Ein unheimlich spaßiger Twinstick-Shooter, der zudem noch eine verdammt schicke Optik vorzuweisen hat.
Mit Renegade Ops ist ein weiterer Twinstick-Shooter mit Fahrzeugen erschienen, der allerdings von Avalanche Software stammt, das mit Just Cause beweisen konnte, wie brachiale Action zu inszenieren ist. Deswegen könnte auch durchaus etwas aus dem Download-Projekt werden.
Inferno hat schlechte Laune
Renegade Ops
Die Story von Renegade Ops ist irgendwie wie ein schlechter Scherz geraten: Ein Bösewicht namens Inferno terrorisiert die Welt und sprengt ganze Städte. Die Regierung will verhandeln, doch General Bryant hat die Nase voll und geht mit seinen Renegades auf die Jagd. Mehr muss man nicht wissen. Zwar sind die Comic-Sequenzen, die komplett und sehr gut mit deutscher Sprachausgabe vertont sind, ganz schick anzuschauen, das täuscht jedoch nicht darüber hinweg, dass die Geschichte nur ein extrem billiges Mittel zum Zweck ist, und zwar um pausenlos zu ballern. Renegade Ops ist nämlich ein klassischer Twinstick-Shooter, was bedeutet, dass wir mit dem rechten Analogstick bestimmen, wohin geballert wird.
Renegade Ops
Zunächst wählen wir aber aus vier verschiedenen Charakteren, deren Fahrzeuge alle eine Besonderheit vorweisen. Entweder man darf ein Schild einsetzen, das für kurze Zeit unverwundbar macht oder man fährt eine extra-starke Waffe aus. Jedes Kampfgefährt hat allerdings ein MG mit unendlich viel Munition. Durch Power-Ups darf man sich aber auch auf einen doppelten und dreifachen Schuss freuen. Außerdem werden als sekundäre Waffen noch Dinge wie Flammenwerfer und Raketen gefunden. Die neun Missionen sind alle auf offenen Karten beheimatet, weswegen man nicht zwangsläufig auf linearen Pfaden bzw. in Schläuchen unterwegs ist. Dennoch zeigt ein roter Pfeil auf das primäre Ziel, während man gleichzeitig Sidequests erfüllen kann. So werden zum Beispiel Dorfbewohner gerettet und in einer Kirche in Sicherheit gebracht. Zu den Hauptaufgaben zählt unter anderem das Verhindern eines Raketenstarts, das Retten einer Zielperson oder die Beschaffung von Informationen. Im Endeffekt ballert man sich aber eigentlich nur den Weg bis zum nächsten Punkt frei.

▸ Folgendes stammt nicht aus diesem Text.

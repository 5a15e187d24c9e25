use anyhow::Result;
use clap::Parser;

mod cli;
mod commands;

#[tokio::main]
async fn main() -> Result<()> {
    let parsed = cli::Cli::parse();

    match parsed.dispatch().await {
        Ok(()) => Ok(()),
        Err(err) => {
            // The agent command's own exit status is passed through unchanged
            if let Some(exit) = err.downcast_ref::<commands::run::CommandExitCode>() {
                std::process::exit(exit.0);
            }
            Err(err)
        }
    }
}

Daueraction unter Zeitdruck
Renegade Ops
Oft gerät man aber bei seinem Weg zu den primären Zielen unter Zeitdruck, weswegen man gerne in ein wenig Hektik verfällt, da das Gegneraufkommen sehr massiv ist. Von kleinen, leicht bewaffneten Geländewagen bis hin zu dicken Panzern und Hubschraubern bekommt man es mit teilweise gefährlichen Feinden zu tun, die unterschiedliche Herangehensweisen verlangen. Zum Glück lassen erledigte Feinde Health-Pakete und Power-Ups fallen. Ab und zu setzt man sich auch in einen Hubschrauber oder kämpft gegen einen Boss. In der ersten Mission müssen wir zum Beispiel gegen ein mächtiges Schlachtschiff antreten, dass mehrere Bildschirme füllt.
Renegade Ops
Renegade Ops stellt uns immer vor neue Herausforderungen, wobei die Daueraction zu keinem Zeitpunkt langweilig wird. Das Spiel dauert zwar nur rund 4 bis 5 Stunden, doch in dieser Zeit hat man ein Dauergrinsen im Gesicht sitzen und erfreut sich an den Explosionen, die einfach nicht aufhören wollen. Leider ist die Steuerung nicht ganz optimal gelungen. Man muss sich an das Handling der Wagen zunächst gewöhnen und da man zum Beispiel keinen Rückwärtsgang hat, verhakt man sich gerne in der Landschaft. Das ist in brenzligen Situationen, in denen man unter Dauerfeuer ist, sehr tödlich.